Entretanto, se a cura assentar na cartilha atrás enunciada, teremos retrocesso
acelerado do nosso patamar de desenvolvimento.
Quanto
ao investimento público, os aprisionamentos também são muito fortes. Mandam-nos
cortar na "despesa", mas já se tornou bem claro que os cortes na
saúde, no ensino, na justiça, na proteção social, na estrutura de grande parte
dos serviços da Administração Pública, nos criam graves problemas e muito
sofrimento no presente e para o futuro. A União Europeia teima em impor regras
de tratados injustos e decisões não democráticas do Eurogrupo. Não tem em conta
as condições específicas dos países. De forma mentirosa, montaram a tese de que
a crise resultou da divergência dos custos salariais na Zona Euro, e prosseguem
na imposição de políticas que vão transferindo riqueza das esmagadoras maiorias
das populações para os muito ricos, e dos países em dificuldades para os poderosos.
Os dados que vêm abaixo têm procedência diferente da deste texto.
//! Per-instance capacity tracking and placement.
//!
//! Rebuilt from storage at the start of every cycle: remaining capacity per
//! instance is its declared capacity minus the impact of running and waiting
//! tasks already assigned to it (execution cost on the execution node, the
//! fixed controller overhead on the controller node).

use std::collections::{BTreeMap, BTreeSet};

use tracing::debug;
use windlass_jobs::{CapacityType, Instance, InstanceGroup, NodeType, Task};

#[derive(Debug)]
struct InstanceSlot {
    node_type: NodeType,
    capacity: i64,
    consumed: i64,
    active_tasks: usize,
}

impl InstanceSlot {
    fn remaining(&self) -> i64 {
        self.capacity - self.consumed
    }
}

/// Capacity state for one scheduling cycle.
///
/// Instances are keyed by hostname in a sorted map, so equal-capacity
/// candidates always resolve to the lexicographically smallest hostname.
#[derive(Debug, Default)]
pub struct CapacityModel {
    instances: BTreeMap<String, InstanceSlot>,
    groups: BTreeMap<String, Vec<String>>,
    container_groups: BTreeSet<String>,
    control_task_impact: i64,
}

impl CapacityModel {
    /// Build the cycle's capacity state.
    ///
    /// Hop and disabled instances never hold capacity. `active_tasks` should be
    /// the running/waiting subset; their assigned nodes are charged up front.
    pub fn build(
        instances: &[Instance],
        groups: &[InstanceGroup],
        active_tasks: &[Task],
        control_task_impact: i64,
    ) -> Self {
        let mut model = Self {
            instances: BTreeMap::new(),
            groups: BTreeMap::new(),
            container_groups: BTreeSet::new(),
            control_task_impact,
        };

        for instance in instances {
            if !instance.enabled || instance.node_type == NodeType::Hop {
                continue;
            }
            model.instances.insert(
                instance.hostname.clone(),
                InstanceSlot {
                    node_type: instance.node_type,
                    capacity: instance.capacity,
                    consumed: 0,
                    active_tasks: 0,
                },
            );
        }

        for group in groups {
            model.groups.insert(group.name.clone(), group.instances.clone());
            if group.is_container_group {
                model.container_groups.insert(group.name.clone());
            }
        }

        for task in active_tasks {
            let impact = task.effective_impact();
            if let Some(hostname) = &task.execution_node {
                model.charge(hostname, impact);
            }
            // Charged even when controller and execution node coincide: a
            // hybrid instance running its own task carries both costs.
            if let Some(hostname) = &task.controller_node {
                model.charge(hostname, control_task_impact);
            }
        }

        model
    }

    fn charge(&mut self, hostname: &str, impact: i64) {
        if let Some(slot) = self.instances.get_mut(hostname) {
            slot.consumed += impact;
            slot.active_tasks += 1;
        }
    }

    /// Whether the named group exists in this cycle's topology.
    pub fn has_group(&self, name: &str) -> bool {
        self.groups.contains_key(name)
    }

    /// Whether the named group is a container group.
    pub fn is_container_group(&self, name: &str) -> bool {
        self.container_groups.contains(name)
    }

    /// Best-fit placement: the group member that would retain the most
    /// capacity after taking `impact`, skipping instances of the wrong role or
    /// without room. Hybrid instances optionally pre-charge the controller
    /// overhead they would absorb alongside the task itself.
    pub fn best_fit_instance(
        &self,
        group: &str,
        impact: i64,
        capacity_type: CapacityType,
        add_hybrid_control_cost: bool,
    ) -> Option<String> {
        let mut best: Option<(i64, &str)> = None;

        for hostname in self.group_members(group) {
            let Some(slot) = self.instances.get(hostname) else {
                continue;
            };
            if !slot.node_type.serves(capacity_type) {
                continue;
            }

            let mut would_remain = slot.remaining() - impact;
            if add_hybrid_control_cost && slot.node_type == NodeType::Hybrid {
                would_remain -= self.control_task_impact;
            }
            if would_remain < 0 {
                continue;
            }

            let better = match best {
                None => true,
                Some((best_remain, best_host)) => {
                    would_remain > best_remain
                        || (would_remain == best_remain && hostname < best_host)
                }
            };
            if better {
                best = Some((would_remain, hostname));
            }
        }

        if let Some((would_remain, hostname)) = best {
            debug!(
                group,
                instance = hostname,
                would_remain,
                impact,
                "Fit task to most-remaining-capacity instance"
            );
        }
        best.map(|(_, hostname)| hostname.to_string())
    }

    /// Fallback placement hint: the idle group member (no assigned tasks) with
    /// the greatest total capacity.
    pub fn largest_idle_instance(
        &self,
        group: &str,
        capacity_type: CapacityType,
    ) -> Option<String> {
        let mut best: Option<(i64, &str)> = None;

        for hostname in self.group_members(group) {
            let Some(slot) = self.instances.get(hostname) else {
                continue;
            };
            if !slot.node_type.serves(capacity_type) || slot.active_tasks > 0 {
                continue;
            }

            let better = match best {
                None => true,
                Some((best_capacity, best_host)) => {
                    slot.capacity > best_capacity
                        || (slot.capacity == best_capacity && hostname < best_host)
                }
            };
            if better {
                best = Some((slot.capacity, hostname));
            }
        }

        best.map(|(_, hostname)| hostname.to_string())
    }

    /// Record a finalized placement. Exhaustion is signaled by the fit
    /// functions returning none, never from here.
    pub fn consume(&mut self, hostname: &str, impact: i64) {
        self.charge(hostname, impact);
    }

    /// Node type of a tracked instance.
    pub fn node_type(&self, hostname: &str) -> Option<NodeType> {
        self.instances.get(hostname).map(|slot| slot.node_type)
    }

    /// Remaining capacity of a tracked instance.
    pub fn remaining(&self, hostname: &str) -> Option<i64> {
        self.instances.get(hostname).map(|slot| slot.remaining())
    }

    fn group_members(&self, group: &str) -> impl Iterator<Item = &str> {
        self.groups
            .get(group)
            .into_iter()
            .flatten()
            .map(String::as_str)
    }
}

#[cfg(test)]
mod tests {
    use super::*;

    fn instance(hostname: &str, node_type: NodeType, capacity: i64) -> Instance {
        Instance {
            hostname: hostname.to_string(),
            node_type,
            capacity,
            enabled: true,
        }
    }

    fn group(name: &str, members: &[&str]) -> InstanceGroup {
        InstanceGroup {
            name: name.to_string(),
            instances: members.iter().map(|m| m.to_string()).collect(),
            is_container_group: false,
        }
    }

    fn model(instances: &[Instance], groups: &[InstanceGroup]) -> CapacityModel {
        CapacityModel::build(instances, groups, &[], 1)
    }

    #[test]
    fn test_best_fit_prefers_most_remaining() {
        let model = model(
            &[
                instance("exec-small", NodeType::Execution, 50),
                instance("exec-large", NodeType::Execution, 100),
            ],
            &[group("default", &["exec-small", "exec-large"])],
        );

        let fit = model.best_fit_instance("default", 100, CapacityType::Execution, false);
        assert_eq!(fit.as_deref(), Some("exec-large"));

        let fit = model.best_fit_instance("default", 30, CapacityType::Execution, false);
        assert_eq!(fit.as_deref(), Some("exec-large"));
    }

    #[test]
    fn test_best_fit_tie_breaks_by_hostname() {
        let model = model(
            &[
                instance("exec-b", NodeType::Execution, 40),
                instance("exec-a", NodeType::Execution, 40),
            ],
            &[group("default", &["exec-b", "exec-a"])],
        );

        let fit = model.best_fit_instance("default", 10, CapacityType::Execution, false);
        assert_eq!(fit.as_deref(), Some("exec-a"));
    }

    #[test]
    fn test_best_fit_rejects_wrong_role_and_exhausted() {
        let model = model(
            &[
                instance("ctrl-1", NodeType::Control, 100),
                instance("exec-1", NodeType::Execution, 10),
            ],
            &[group("default", &["ctrl-1", "exec-1"])],
        );

        assert!(model
            .best_fit_instance("default", 20, CapacityType::Execution, false)
            .is_none());
        assert_eq!(
            model
                .best_fit_instance("default", 20, CapacityType::Control, false)
                .as_deref(),
            Some("ctrl-1")
        );
    }

    #[test]
    fn test_hybrid_control_cost_counts_against_fit() {
        let model = CapacityModel::build(
            &[instance("hybrid-1", NodeType::Hybrid, 10)],
            &[group("default", &["hybrid-1"])],
            &[],
            3,
        );

        // 8 + 3 overhead exceeds 10; without the overhead it fits.
        assert!(model
            .best_fit_instance("default", 8, CapacityType::Execution, true)
            .is_none());
        assert_eq!(
            model
                .best_fit_instance("default", 8, CapacityType::Execution, false)
                .as_deref(),
            Some("hybrid-1")
        );
    }

    #[test]
    fn test_largest_idle_skips_busy_instances() {
        let mut model = model(
            &[
                instance("exec-1", NodeType::Execution, 100),
                instance("exec-2", NodeType::Execution, 60),
            ],
            &[group("default", &["exec-1", "exec-2"])],
        );

        assert_eq!(
            model
                .largest_idle_instance("default", CapacityType::Execution)
                .as_deref(),
            Some("exec-1")
        );

        model.consume("exec-1", 5);
        assert_eq!(
            model
                .largest_idle_instance("default", CapacityType::Execution)
                .as_deref(),
            Some("exec-2")
        );
    }

    #[test]
    fn test_build_excludes_hop_and_disabled() {
        let mut disabled = instance("exec-off", NodeType::Execution, 100);
        disabled.enabled = false;
        let model = model(
            &[
                disabled,
                instance("hop-1", NodeType::Hop, 100),
                instance("exec-1", NodeType::Execution, 10),
            ],
            &[group("default", &["exec-off", "hop-1", "exec-1"])],
        );

        let fit = model.best_fit_instance("default", 50, CapacityType::Execution, false);
        assert!(fit.is_none());
        assert_eq!(model.remaining("exec-1"), Some(10));
        assert_eq!(model.remaining("hop-1"), None);
    }

    #[test]
    fn test_consume_reduces_remaining() {
        let mut model = model(
            &[instance("exec-1", NodeType::Execution, 100)],
            &[group("default", &["exec-1"])],
        );

        model.consume("exec-1", 40);
        assert_eq!(model.remaining("exec-1"), Some(60));

        let fit = model.best_fit_instance("default", 70, CapacityType::Execution, false);
        assert!(fit.is_none());
    }
}
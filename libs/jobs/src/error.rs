//! Error types for job model handling.

use thiserror::Error;

/// Errors that can occur when decoding persisted job records.
#[derive(Debug, Error, Clone)]
pub enum ModelError {
    /// The status string is not a known task status.
    #[error("unknown task status: {0}")]
    UnknownStatus(String),

    /// The launch type string is not recognized.
    #[error("unknown launch type: {0}")]
    UnknownLaunchType(String),

    /// The node type string is not recognized.
    #[error("unknown node type: {0}")]
    UnknownNodeType(String),

    /// Serialization error.
    #[error("serialization error: {0}")]
    Serialization(String),
}

impl From<serde_json::Error> for ModelError {
    fn from(err: serde_json::Error) -> Self {
        ModelError::Serialization(err.to_string())
    }
}
//! Test harness for scheduler integration tests.
//!
//! Wires the three managers against the in-memory store and provides builders
//! for clusters, tasks, prerequisite resources, and workflow topologies.

// Each integration test crate uses its own slice of these helpers.
#![allow(dead_code)]

use std::sync::Arc;

use chrono::{Duration, Utc};
use windlass_jobs::{
    Instance, InstanceGroup, InventorySource, NodeTemplate, NodeType, Project, Task, TaskKind,
    TaskStatus, WorkflowNode,
};
use windlass_scheduler::config::SchedulerConfig;
use windlass_scheduler::dispatch::MockDispatcher;
use windlass_scheduler::locking::LocalLock;
use windlass_scheduler::managers::{DependencyManager, TaskManager, WorkflowManager};
use windlass_scheduler::sinks::{MemoryEventSink, MemoryNotificationSink};
use windlass_scheduler::store::{MemoryStore, SchedulerStore};

/// The three managers wired to one in-memory world.
pub struct Scheduler {
    pub store: Arc<MemoryStore>,
    pub events: Arc<MemoryEventSink>,
    pub notifications: Arc<MemoryNotificationSink>,
    pub dispatcher: Arc<MockDispatcher>,
    pub dependency: DependencyManager,
    pub workflow: WorkflowManager,
    pub task: TaskManager,
}

impl Scheduler {
    pub fn new() -> Self {
        let store = Arc::new(MemoryStore::new());
        let events = Arc::new(MemoryEventSink::new());
        let notifications = Arc::new(MemoryNotificationSink::new());
        let lock = Arc::new(LocalLock::new());
        let dispatcher = Arc::new(MockDispatcher::new());
        let dependency = DependencyManager::new(store.clone(), events.clone(), lock.clone());
        let workflow = WorkflowManager::new(
            store.clone(),
            events.clone(),
            notifications.clone(),
            lock.clone(),
            dispatcher.clone(),
        );
        let task = TaskManager::new(
            store.clone(),
            events.clone(),
            notifications.clone(),
            lock.clone(),
            dispatcher.clone(),
            SchedulerConfig::default(),
        );
        Self {
            store,
            events,
            notifications,
            dispatcher,
            dependency,
            workflow,
            task,
        }
    }

    /// One full scheduling cycle in manager order: dependencies, workflows,
    /// then task placement.
    pub async fn cycle(&self) {
        self.dependency.schedule().await.unwrap();
        self.workflow.schedule().await.unwrap();
        self.task.schedule().await.unwrap();
    }

    /// Conclude a task the way the execution layer would.
    pub async fn conclude(&self, id: i64, status: TaskStatus) {
        let mut task = self.store.task(id).await.unwrap().unwrap();
        task.status = status;
        task.finished = Some(Utc::now());
        self.store.update_task(&task).await.unwrap();
    }

    pub async fn get(&self, id: i64) -> Task {
        self.store.task(id).await.unwrap().unwrap()
    }

    pub async fn status(&self, id: i64) -> TaskStatus {
        self.get(id).await.status
    }

    /// Waiting and running tasks assigned to the given execution node.
    pub async fn assigned_to(&self, hostname: &str) -> Vec<Task> {
        self.store
            .active_tasks()
            .await
            .unwrap()
            .into_iter()
            .filter(|t| {
                matches!(t.status, TaskStatus::Waiting | TaskStatus::Running)
                    && t.execution_node.as_deref() == Some(hostname)
            })
            .collect()
    }
}

/// One control node and one execution node, both with room to spare.
pub async fn seed_standard_cluster(s: &Scheduler) {
    seed_cluster(s, 100, 100).await;
}

pub async fn seed_cluster(s: &Scheduler, control_capacity: i64, execution_capacity: i64) {
    s.store
        .add_instance(Instance {
            hostname: "control-1".to_string(),
            node_type: NodeType::Control,
            capacity: control_capacity,
            enabled: true,
        })
        .await;
    s.store
        .add_instance(Instance {
            hostname: "exec-1".to_string(),
            node_type: NodeType::Execution,
            capacity: execution_capacity,
            enabled: true,
        })
        .await;
    s.store
        .add_group(InstanceGroup {
            name: "controlplane".to_string(),
            instances: vec!["control-1".to_string()],
            is_container_group: false,
        })
        .await;
    s.store
        .add_group(InstanceGroup {
            name: "default".to_string(),
            instances: vec!["exec-1".to_string()],
            is_container_group: false,
        })
        .await;
}

/// Pending playbook job, old enough that blocked annotations are written.
pub fn playbook_job(name: &str, template_id: i64, project_id: i64, inventory_id: i64) -> Task {
    let mut task = Task::new(
        name,
        TaskKind::PlaybookJob {
            job_template_id: Some(template_id),
            project_id: Some(project_id),
            inventory_id: Some(inventory_id),
        },
    );
    task.status = TaskStatus::Pending;
    task.task_impact = 3;
    task.created = Utc::now() - Duration::seconds(90);
    task.modified = task.created;
    task
}

pub fn scm_project(id: i64, cache_timeout: i64) -> Project {
    Project {
        id,
        name: format!("project-{id}"),
        scm_update_on_launch: true,
        scm_update_cache_timeout: cache_timeout,
    }
}

pub fn refreshed_inventory_source(id: i64, inventory_id: i64) -> InventorySource {
    InventorySource {
        id,
        name: format!("source-{id}"),
        inventory_id,
        update_on_launch: true,
        update_cache_timeout: 0,
    }
}

/// Pending workflow job in the given template.
pub fn workflow_job(name: &str, template_id: i64) -> Task {
    let mut task = Task::new(
        name,
        TaskKind::WorkflowJob {
            workflow_job_template_id: Some(template_id),
        },
    );
    task.status = TaskStatus::Pending;
    task.created = Utc::now() - Duration::seconds(90);
    task.modified = task.created;
    task
}

pub fn job_template(id: i64) -> NodeTemplate {
    NodeTemplate::JobTemplate {
        id,
        name: format!("template-{id}"),
        project_id: Some(1),
        inventory_id: Some(1),
        task_impact: 3,
        allow_simultaneous: false,
    }
}

pub fn node(workflow_job_id: i64, template: Option<NodeTemplate>) -> WorkflowNode {
    WorkflowNode {
        id: 0,
        workflow_job_id,
        template,
        job_id: None,
        success_nodes: Vec::new(),
        failure_nodes: Vec::new(),
        always_nodes: Vec::new(),
        do_not_run: false,
    }
}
Ostensivamente ignoram os bloqueios e contradições em que assenta o sistema da
moeda única a que estamos sujeitos. Como é possível encontrar folga para
incremento do investimento público se os muito ricos não querem pagar impostos
de acordo com a sua riqueza, e se não há abertura para renegociação das
dívidas?
Sempre,
mas em particular no contexto em que estamos e se perspetiva à escala europeia
e global, o relançamento do investimento público é imprescindível. Dificilmente
surgirá significativo investimento privado sem essa alavanca.
Estamos
em plena discussão do Orçamento do Estado para 2017 e os grandes meios de
Comunicação Social centram o debate em possíveis desavenças entre os partidos
que dão apoio parlamentar ao Governo. Não se mobilizam para discutir o que é
fundamental para os portugueses, expondo o profundo conflito de interesses que
nos está tolhendo. O presidente da Republica ressuscitou a tese da
"realidade" que se opõe à ideologia, como se fosse possível definir
qualquer realidade sem quadros de valores claros, sem ideologia.
O
Governo e os partidos que lhe dão apoio parlamentar não vão, por certo, quebrar
compromissos em resultado dos esforços a fazer para sintonizar o fundamental do
que tem de ser inscrito no OE. O seu grande desafio, com estratégias próprias,
é preparar e encetar debate que pegue a sério a resolução dos grandes bloqueios
que enfrentamos e a mobilização da sociedade no seu todo. Discutindo com
frontalidade a formação, a distribuição e redistribuição da riqueza.